Collected data:
________

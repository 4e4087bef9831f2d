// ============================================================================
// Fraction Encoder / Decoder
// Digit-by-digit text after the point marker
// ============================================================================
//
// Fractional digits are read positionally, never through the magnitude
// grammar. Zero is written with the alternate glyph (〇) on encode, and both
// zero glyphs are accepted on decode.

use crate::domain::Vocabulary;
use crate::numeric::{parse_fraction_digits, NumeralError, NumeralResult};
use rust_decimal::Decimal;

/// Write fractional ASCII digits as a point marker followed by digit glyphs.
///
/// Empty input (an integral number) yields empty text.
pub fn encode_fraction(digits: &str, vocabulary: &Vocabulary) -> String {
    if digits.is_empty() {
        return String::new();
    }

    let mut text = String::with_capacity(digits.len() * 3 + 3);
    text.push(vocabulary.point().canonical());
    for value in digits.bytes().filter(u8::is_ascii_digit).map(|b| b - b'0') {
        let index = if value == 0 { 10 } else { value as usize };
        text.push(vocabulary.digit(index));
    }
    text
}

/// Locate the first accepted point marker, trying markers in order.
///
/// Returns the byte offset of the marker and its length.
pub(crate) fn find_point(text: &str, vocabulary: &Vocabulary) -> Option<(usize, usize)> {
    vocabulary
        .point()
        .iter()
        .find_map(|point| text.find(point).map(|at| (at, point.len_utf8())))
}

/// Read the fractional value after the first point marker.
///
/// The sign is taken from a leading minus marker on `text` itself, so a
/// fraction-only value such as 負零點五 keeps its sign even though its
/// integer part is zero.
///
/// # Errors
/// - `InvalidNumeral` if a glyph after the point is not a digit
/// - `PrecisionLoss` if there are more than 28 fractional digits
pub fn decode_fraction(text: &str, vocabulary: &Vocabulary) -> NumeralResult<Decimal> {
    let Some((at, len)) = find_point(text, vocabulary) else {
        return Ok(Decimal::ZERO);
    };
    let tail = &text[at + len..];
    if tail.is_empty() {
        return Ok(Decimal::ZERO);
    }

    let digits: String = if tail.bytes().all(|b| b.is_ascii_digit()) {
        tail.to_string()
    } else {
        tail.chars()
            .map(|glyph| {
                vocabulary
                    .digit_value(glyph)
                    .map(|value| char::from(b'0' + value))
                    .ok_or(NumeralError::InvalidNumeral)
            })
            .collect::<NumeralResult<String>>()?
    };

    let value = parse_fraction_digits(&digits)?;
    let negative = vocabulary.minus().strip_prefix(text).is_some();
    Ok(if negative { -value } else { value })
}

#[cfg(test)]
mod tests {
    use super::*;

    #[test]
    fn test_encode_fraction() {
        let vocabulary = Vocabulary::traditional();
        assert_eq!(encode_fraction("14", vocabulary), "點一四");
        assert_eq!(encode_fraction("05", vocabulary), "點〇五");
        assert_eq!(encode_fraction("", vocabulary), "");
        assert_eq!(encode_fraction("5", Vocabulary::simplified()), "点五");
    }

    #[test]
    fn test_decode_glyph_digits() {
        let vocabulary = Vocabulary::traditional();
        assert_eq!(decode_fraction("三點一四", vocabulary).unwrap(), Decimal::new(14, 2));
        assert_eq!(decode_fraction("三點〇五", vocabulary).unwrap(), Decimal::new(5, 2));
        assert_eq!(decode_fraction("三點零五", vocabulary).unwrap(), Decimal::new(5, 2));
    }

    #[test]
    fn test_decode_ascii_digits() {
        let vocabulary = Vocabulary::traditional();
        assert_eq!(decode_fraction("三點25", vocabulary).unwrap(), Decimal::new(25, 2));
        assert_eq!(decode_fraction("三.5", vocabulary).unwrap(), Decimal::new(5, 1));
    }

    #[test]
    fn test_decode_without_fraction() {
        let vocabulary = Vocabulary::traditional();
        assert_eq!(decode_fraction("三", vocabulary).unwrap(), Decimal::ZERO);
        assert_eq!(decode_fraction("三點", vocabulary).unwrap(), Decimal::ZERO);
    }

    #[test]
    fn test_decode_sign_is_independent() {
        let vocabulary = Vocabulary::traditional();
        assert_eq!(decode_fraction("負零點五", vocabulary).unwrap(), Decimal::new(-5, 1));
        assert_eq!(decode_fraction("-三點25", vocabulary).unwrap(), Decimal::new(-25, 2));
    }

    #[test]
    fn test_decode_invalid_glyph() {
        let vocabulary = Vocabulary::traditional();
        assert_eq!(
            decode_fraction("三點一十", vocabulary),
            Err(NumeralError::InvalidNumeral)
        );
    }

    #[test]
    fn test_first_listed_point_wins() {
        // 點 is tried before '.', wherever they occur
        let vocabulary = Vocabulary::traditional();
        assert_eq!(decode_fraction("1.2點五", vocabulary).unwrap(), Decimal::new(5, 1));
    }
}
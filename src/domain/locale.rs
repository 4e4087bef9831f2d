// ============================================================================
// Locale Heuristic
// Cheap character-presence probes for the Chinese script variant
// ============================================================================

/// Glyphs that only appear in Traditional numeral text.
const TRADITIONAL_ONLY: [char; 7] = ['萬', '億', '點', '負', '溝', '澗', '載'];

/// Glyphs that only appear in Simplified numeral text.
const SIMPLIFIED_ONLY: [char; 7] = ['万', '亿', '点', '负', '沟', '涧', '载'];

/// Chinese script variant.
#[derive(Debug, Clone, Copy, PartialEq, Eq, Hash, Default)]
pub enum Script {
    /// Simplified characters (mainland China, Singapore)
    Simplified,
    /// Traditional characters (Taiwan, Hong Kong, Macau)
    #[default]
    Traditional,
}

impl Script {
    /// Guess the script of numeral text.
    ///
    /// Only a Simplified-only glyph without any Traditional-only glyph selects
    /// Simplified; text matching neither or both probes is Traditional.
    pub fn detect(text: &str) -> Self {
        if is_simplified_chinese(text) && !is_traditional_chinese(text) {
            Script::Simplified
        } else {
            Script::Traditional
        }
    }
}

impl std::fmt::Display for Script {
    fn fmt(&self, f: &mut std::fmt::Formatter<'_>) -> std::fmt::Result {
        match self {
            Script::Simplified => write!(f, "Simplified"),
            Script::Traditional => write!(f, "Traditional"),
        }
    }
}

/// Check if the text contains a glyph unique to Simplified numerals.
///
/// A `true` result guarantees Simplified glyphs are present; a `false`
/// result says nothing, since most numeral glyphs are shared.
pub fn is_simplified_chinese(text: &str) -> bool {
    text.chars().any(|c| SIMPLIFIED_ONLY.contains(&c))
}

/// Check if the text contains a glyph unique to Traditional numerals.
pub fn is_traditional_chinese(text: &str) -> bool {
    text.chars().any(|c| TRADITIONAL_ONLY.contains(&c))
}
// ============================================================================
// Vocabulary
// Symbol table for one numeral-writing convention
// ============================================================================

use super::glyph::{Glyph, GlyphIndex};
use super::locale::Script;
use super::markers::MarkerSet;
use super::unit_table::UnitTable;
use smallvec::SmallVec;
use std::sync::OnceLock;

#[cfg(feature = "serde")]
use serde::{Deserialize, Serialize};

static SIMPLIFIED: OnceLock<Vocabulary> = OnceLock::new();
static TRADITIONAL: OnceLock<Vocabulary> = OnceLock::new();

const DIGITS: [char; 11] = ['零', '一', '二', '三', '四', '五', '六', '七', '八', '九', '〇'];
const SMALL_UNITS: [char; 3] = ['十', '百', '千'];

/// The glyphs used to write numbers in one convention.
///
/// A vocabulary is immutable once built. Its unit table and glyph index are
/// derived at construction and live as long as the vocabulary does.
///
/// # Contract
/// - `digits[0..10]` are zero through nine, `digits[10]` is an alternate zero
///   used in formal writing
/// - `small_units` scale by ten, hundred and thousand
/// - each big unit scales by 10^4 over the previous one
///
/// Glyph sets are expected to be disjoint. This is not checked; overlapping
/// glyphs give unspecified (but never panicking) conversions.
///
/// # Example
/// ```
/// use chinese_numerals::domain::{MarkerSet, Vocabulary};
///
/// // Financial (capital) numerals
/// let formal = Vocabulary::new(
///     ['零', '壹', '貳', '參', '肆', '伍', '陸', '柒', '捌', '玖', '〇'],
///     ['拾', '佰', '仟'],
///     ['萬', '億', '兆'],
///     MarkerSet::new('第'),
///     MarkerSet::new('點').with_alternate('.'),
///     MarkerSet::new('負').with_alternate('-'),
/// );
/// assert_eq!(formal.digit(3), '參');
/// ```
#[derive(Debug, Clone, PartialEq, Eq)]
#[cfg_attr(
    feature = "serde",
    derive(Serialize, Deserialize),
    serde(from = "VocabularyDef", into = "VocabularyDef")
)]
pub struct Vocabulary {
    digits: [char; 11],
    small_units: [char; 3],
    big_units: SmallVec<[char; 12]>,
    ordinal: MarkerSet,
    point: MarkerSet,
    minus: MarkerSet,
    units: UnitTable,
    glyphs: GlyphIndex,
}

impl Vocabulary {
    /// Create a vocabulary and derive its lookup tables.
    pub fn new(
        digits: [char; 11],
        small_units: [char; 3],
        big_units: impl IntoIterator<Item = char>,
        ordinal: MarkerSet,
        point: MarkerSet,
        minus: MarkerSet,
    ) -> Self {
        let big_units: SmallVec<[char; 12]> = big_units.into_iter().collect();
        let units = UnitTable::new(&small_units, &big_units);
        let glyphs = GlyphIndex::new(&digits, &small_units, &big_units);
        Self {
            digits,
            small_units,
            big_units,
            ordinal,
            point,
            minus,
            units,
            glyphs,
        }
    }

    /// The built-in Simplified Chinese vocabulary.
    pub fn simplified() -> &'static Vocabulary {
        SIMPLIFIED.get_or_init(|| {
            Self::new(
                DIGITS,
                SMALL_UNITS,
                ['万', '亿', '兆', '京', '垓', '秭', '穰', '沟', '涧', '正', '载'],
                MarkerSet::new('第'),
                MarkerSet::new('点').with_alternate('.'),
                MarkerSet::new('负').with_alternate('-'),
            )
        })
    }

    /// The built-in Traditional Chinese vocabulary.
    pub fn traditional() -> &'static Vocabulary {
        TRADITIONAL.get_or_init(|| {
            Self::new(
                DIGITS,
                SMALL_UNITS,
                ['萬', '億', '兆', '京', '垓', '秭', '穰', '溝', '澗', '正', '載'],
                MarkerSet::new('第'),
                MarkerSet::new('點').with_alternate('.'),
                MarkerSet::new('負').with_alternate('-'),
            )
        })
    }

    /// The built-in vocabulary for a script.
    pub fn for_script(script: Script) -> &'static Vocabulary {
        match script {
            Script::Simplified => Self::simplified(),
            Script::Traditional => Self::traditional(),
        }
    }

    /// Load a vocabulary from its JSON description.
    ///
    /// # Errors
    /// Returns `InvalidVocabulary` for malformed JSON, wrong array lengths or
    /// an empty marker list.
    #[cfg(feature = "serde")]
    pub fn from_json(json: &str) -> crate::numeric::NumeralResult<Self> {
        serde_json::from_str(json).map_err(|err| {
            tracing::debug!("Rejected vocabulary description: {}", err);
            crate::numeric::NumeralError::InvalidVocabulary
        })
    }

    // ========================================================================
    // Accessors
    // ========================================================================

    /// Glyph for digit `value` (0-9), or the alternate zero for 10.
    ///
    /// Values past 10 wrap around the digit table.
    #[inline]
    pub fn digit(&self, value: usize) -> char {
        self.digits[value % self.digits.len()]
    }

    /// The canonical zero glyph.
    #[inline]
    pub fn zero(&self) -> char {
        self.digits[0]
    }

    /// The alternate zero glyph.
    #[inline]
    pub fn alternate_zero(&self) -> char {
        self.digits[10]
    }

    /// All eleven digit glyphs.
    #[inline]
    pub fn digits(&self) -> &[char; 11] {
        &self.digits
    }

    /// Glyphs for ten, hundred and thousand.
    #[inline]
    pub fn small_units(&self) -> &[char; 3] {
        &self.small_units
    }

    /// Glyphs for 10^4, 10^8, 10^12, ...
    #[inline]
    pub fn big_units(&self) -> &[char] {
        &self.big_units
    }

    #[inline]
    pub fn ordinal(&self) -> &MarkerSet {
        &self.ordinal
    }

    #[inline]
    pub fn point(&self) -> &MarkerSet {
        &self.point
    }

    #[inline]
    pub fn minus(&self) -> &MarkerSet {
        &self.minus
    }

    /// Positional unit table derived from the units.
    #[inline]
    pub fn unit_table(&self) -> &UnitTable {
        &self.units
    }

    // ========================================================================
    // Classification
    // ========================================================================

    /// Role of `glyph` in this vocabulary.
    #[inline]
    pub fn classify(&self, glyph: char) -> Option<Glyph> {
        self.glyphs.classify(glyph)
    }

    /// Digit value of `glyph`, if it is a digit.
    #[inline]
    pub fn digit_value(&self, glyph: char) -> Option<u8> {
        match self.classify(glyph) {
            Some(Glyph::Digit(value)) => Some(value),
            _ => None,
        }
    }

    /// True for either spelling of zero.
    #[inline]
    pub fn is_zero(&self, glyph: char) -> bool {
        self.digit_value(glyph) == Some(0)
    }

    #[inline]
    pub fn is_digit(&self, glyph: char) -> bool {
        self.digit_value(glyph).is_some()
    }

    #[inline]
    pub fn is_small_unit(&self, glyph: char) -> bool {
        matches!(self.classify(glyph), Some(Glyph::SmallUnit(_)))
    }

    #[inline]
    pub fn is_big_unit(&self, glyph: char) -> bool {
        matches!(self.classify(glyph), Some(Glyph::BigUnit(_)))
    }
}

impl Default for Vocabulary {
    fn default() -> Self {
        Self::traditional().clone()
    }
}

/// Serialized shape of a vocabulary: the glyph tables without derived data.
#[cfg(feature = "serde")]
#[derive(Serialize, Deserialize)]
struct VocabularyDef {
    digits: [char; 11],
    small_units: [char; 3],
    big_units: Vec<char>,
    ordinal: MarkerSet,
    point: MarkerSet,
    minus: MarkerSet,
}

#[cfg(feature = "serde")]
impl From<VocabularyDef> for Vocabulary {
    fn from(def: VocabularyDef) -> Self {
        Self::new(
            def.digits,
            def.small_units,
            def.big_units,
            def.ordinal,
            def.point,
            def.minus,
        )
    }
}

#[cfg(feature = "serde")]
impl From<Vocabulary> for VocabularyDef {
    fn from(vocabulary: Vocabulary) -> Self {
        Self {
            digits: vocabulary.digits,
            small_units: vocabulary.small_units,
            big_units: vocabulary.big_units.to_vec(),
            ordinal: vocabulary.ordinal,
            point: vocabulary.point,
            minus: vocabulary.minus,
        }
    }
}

________

● What to do:
Using the data above, repeat exactly the lines that begin at the line with "fn fmt(&self, f: &mut" and end at the line with "pub fn is_traditional_chinese(text: &str)", both ends included.

● Worked solution:
    fn fmt(&self, f: &mut std::fmt::Formatter<'_>) -> std::fmt::Result {
        match self {
            Script::Simplified => write!(f, "Simplified"),
            Script::Traditional => write!(f, "Traditional"),
        }
    }
}

/// Check if the text contains a glyph unique to Simplified numerals.
///
/// A `true` result guarantees Simplified glyphs are present; a `false`
/// result says nothing, since most numeral glyphs are shared.
pub fn is_simplified_chinese(text: &str) -> bool {
    text.chars().any(|c| SIMPLIFIED_ONLY.contains(&c))
}

/// Check if the text contains a glyph unique to Traditional numerals.
pub fn is_traditional_chinese(text: &str) -> bool {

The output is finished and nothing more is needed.